When Nigerian first lady Aisha Buhari explained that she may not support her husband’s potential re-election bid because she’s been disappointed by his leadership, the president laughed off her remarks with a blatantly sexist retort: “She belongs to my kitchen.”

Aisha Buhari shared her political concerns with BBC News on Friday. Her husband, Nigerian President Muhammadu Buhari, is away on a trip to Germany.

“Things are not going the way they should,” she said, suggesting that the president had appointed unsuitable officials he “does not know” to government positions. “I have my own right, you know, to say how I feel,” she added.

“If it continues like this, I’m not going to be a part of any [re-election] movement. ... I have decided as his wife that if things continue like this up to 2019, I will not go out and campaign again and ask any woman to vote like I did before,” she said.

President Buhari, who took office in May 2015 after three earlier unsuccessful campaigns, has not announced whether he will seek a second term in 2019. He responded to the first lady’s comments during a press conference in Germany.

“I don’t know which party my wife belongs to,” he quipped, “but she belongs to my kitchen and my living room and the other room.”
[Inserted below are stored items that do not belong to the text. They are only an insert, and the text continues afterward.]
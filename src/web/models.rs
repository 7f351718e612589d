use serde::{Deserialize, Serialize};

use crate::db::enums::UserRole;
use crate::db::models::UserDto;

#[derive(Debug, Serialize, Deserialize)]
pub struct LoginRequest {
    pub username: String,
    pub password: String,
}

#[derive(Debug, Serialize, Deserialize)]
pub struct LoginResponse {
    pub token: String,
    pub user: UserDto,
}

// JWT claims. Role rides along so route guards can authorize without a user
// lookup; station scoping still re-reads the user row (see web::permissions).
#[derive(Debug, Serialize, Deserialize)]
pub struct Claims {
    pub sub: String,
    pub user_id: String,
    pub role: UserRole,
    pub exp: usize,
}

/// Authenticated caller details, inserted as a request extension by the auth
/// middleware.
#[derive(Debug, Clone)]
pub struct AuthenticatedUser {
    pub id: String,
    pub username: String,
    pub role: UserRole,
}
Pointing out that he has more political experience than his wife, Buhari continued, “I claim superior knowledge over her and the rest of the opposition, because in the end I have succeeded. It’s not easy to satisfy the whole Nigerian opposition parties or to participate in the government.”

German Chancellor Angela Merkel greets Nigerian President Muhammadu Buhari in Berlin on Oct. 14, 2016.
German Chancellor Angela Merkel greets Nigerian President Muhammadu Buhari in Berlin on Oct. 14, 2016.
Axel Schmidt/Reuters

Standing next to him at the press conference was Angela Merkel, the first female chancellor of Germany, who reportedly glared at him briefly before laughing.

The Twitterverse has already expressed disbelief over the Nigerian president’s comments.

Some compared him to U.S. presidential candidate Donald Trump, who has come under fire for a number of sexist comments of his own.